Entonces, ¿cuál es el núcleo de este método de crecimiento y qué otras ciudades de América Latina y más allá pueden aprender de él?

Demostrar el crecimiento rápido

Para ayudar a los líderes regionales a experimentar y apoyar el crecimiento rápido, hemos desarrollado una metodología patentada que llamamos Scalerator®. Su innovación radica principalmente en su simplicidad y enfoque: seis meses de aprendizaje intensivo, práctica y asesoramiento sobre los tres "colores primarios" del crecimiento: clientes, capacidad y dinero. Los participantes se seleccionan únicamente en función de su ambición por crecer, con alguna indicación tangible previa de aceptación en el mercado. El Scalerator no toma en cuenta la edad ni los sectores, los mismos empresarios y sus mercados determinarán qué crece y qué se estanca.

Divulgar ampliamente las historias de crecimiento

Si ocurre un crecimiento pero nadie se entera, como el árbol que cae en el bosque, no causa un amplio impacto en la comunidad. A medida que más y más empresas empiezan a experimentar un crecimiento tangible y cuantificable ("Ganamos un contrato de exportación de 50 000 dólares a Ecuador y contratamos a tres personas"), capacitamos a los empresarios y a todas las personas a su alrededor para que reconozcan su crecimiento y hablen de ello. Puede sonar simple, y de hecho, se enseña y aprende con facilidad, pero no llega de manera natural a muchas personas.
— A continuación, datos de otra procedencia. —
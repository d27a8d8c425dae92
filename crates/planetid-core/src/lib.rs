pub mod analysis;
pub mod classify;
pub mod config;
pub mod consts;
pub mod crop;
pub mod decision;
pub mod detection;
pub mod error;
pub mod io;
pub mod mask;

pub use classify::{classify, classify_with, Classification};
pub use config::ClassifierConfig;
pub use decision::Label;
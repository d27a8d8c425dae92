use std::path::PathBuf;

use anyhow::{Context, Result};
use clap::Args;
use planetid_core::consts::{ANALYSIS_WORKING_SIZE, BLOB_WORKING_SIZE};

#[derive(Args)]
pub struct InfoArgs {
    /// Input image file
    pub file: PathBuf,
}

pub fn run(args: &InfoArgs) -> Result<()> {
    let img = image::open(&args.file)
        .with_context(|| format!("Failed to decode {}", args.file.display()))?;

    println!("File:          {}", args.file.display());
    println!("Dimensions:    {}x{}", img.width(), img.height());
    println!("Color type:    {:?}", img.color());
    println!(
        "Working sizes: {}x{} (blob search), {}x{} (analysis)",
        BLOB_WORKING_SIZE, BLOB_WORKING_SIZE, ANALYSIS_WORKING_SIZE, ANALYSIS_WORKING_SIZE
    );

    Ok(())
}
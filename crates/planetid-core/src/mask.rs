use image::imageops::{self, FilterType};
use image::RgbImage;
use ndarray::Array2;

use crate::config::MaskConfig;

/// Build the binary foreground mask for blob search.
///
/// The source is resized to a fixed square working resolution so the blob
/// search cost is independent of the source size, converted to grayscale,
/// and thresholded: luminance above `luma_threshold` is foreground. The
/// threshold rejects dim sky background while keeping the planet body and
/// any bright stars.
///
/// Shape is `(height, width)`, row-major.
pub fn foreground_mask(image: &RgbImage, config: &MaskConfig) -> Array2<bool> {
    let size = config.working_size;
    let small = imageops::resize(image, size, size, FilterType::Triangle);
    let gray = imageops::grayscale(&small);

    let mut mask = Array2::from_elem((size as usize, size as usize), false);
    for (x, y, pixel) in gray.enumerate_pixels() {
        mask[[y as usize, x as usize]] = pixel.0[0] > config.luma_threshold;
    }

    tracing::debug!(
        foreground = mask.iter().filter(|&&v| v).count(),
        total = mask.len(),
        "thresholded working mask"
    );

    mask
}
Comprometer a las personas en un ecosistema de crecimiento más amplio

La buena noticia es que la mayoría de la gente de todo el ecosistema empresarial, líderes públicos, ejecutivos de corporaciones, directores educativos, banqueros, periodistas, profesionales del desarrollo económico e incluso líderes religiosos, tienen un interés natural en el crecimiento local, incluso si lo piensan y se benefician de manera diferente. Por lo tanto, utilizando un mapa simple del ecosistema empresarial, capacitamos de manera sistemática a las partes interesadas sobre cómo invertir en el crecimiento en términos que sean significativos y beneficiosos para ellas. Por ejemplo, capacitamos a los banqueros de Manizales para que comprendan a los empresarios y luego inviertan en programas de capacitación sobre cómo obtener financiación, lo que da lugar a numerosas oportunidades que mejoran al mismo tiempo las carteras de préstamos de los bancos.

El "Modelo Manizales" se está aplicando en diversos entornos, parte de una nueva corriente Movimiento Scale Up que ya está en funcionamiento en Milwaukee, Río, Dinamarca, Rusia, Reino Unido, Panamá y Ohio. El caso Manizales Más se ha enseñado en Harvard, Babson y otras instituciones. Una de las fortalezas del modelo, y el hecho de que se ha implementado de manera tan integral en Manizales, Colombia, es su aplicabilidad en entornos urbanos y semiurbanos comunes en toda América Latina. Quién sabe: pronto podría estar llegando a una ciudad cercana a usted.